'''
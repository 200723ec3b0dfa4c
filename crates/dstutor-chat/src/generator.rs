use std::sync::Arc;

use dstutor_api::{ChunkStream, LlmClient};
use dstutor_types::TutorError;

/// Produces answers by sending the raw question to the model
pub struct ResponseGenerator {
    client: Arc<dyn LlmClient>,
}

impl ResponseGenerator {
    pub fn new(client: Arc<dyn LlmClient>) -> Self {
        Self { client }
    }

    pub fn model_name(&self) -> &str {
        self.client.model_name()
    }

    /// One model call, full text back. No retry.
    pub async fn generate(&self, question: &str) -> Result<String, TutorError> {
        let reply = self
            .client
            .invoke(question)
            .await
            .map_err(|e| TutorError::GenerationFailure(format!("{:#}", e)))?;
        Ok(reply.content)
    }

    /// Token-level deltas when the backend streams, otherwise one chunk
    pub async fn generate_streaming(&self, question: &str) -> Result<ChunkStream, TutorError> {
        self.client
            .invoke_streaming(question)
            .await
            .map_err(|e| TutorError::GenerationFailure(format!("{:#}", e)))
    }

    /// Ask for a walkthrough of a code snippet
    pub async fn explain_code(&self, code: &str) -> Result<String, TutorError> {
        self.generate(&format!("Explain this Python code: {}", code)).await
    }
}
'''
## TASK TO COMPLETE
Every line above should be reproduced precisely.

## WRITTEN SOLUTION
repository 200723ec3b0dfa4c
filename crates/dstutor-chat/src/generator.rs
use std::sync::Arc;

use dstutor_api::{ChunkStream, LlmClient};
use dstutor_types::TutorError;

/// Produces answers by sending the raw question to the model
pub struct ResponseGenerator {
    client: Arc<dyn LlmClient>,
}

impl ResponseGenerator {
    pub fn new(client: Arc<dyn LlmClient>) -> Self {
        Self { client }
    }

    pub fn model_name(&self) -> &str {
        self.client.model_name()
    }

    /// One model call, full text back. No retry.
    pub async fn generate(&self, question: &str) -> Result<String, TutorError> {
        let reply = self
            .client
            .invoke(question)
            .await
            .map_err(|e| TutorError::GenerationFailure(format!("{:#}", e)))?;
        Ok(reply.content)
    }

    /// Token-level deltas when the backend streams, otherwise one chunk
    pub async fn generate_streaming(&self, question: &str) -> Result<ChunkStream, TutorError> {
        self.client
            .invoke_streaming(question)
            .await
            .map_err(|e| TutorError::GenerationFailure(format!("{:#}", e)))
    }

    /// Ask for a walkthrough of a code snippet
    pub async fn explain_code(&self, code: &str) -> Result<String, TutorError> {
        self.generate(&format!("Explain this Python code: {}", code)).await
    }
}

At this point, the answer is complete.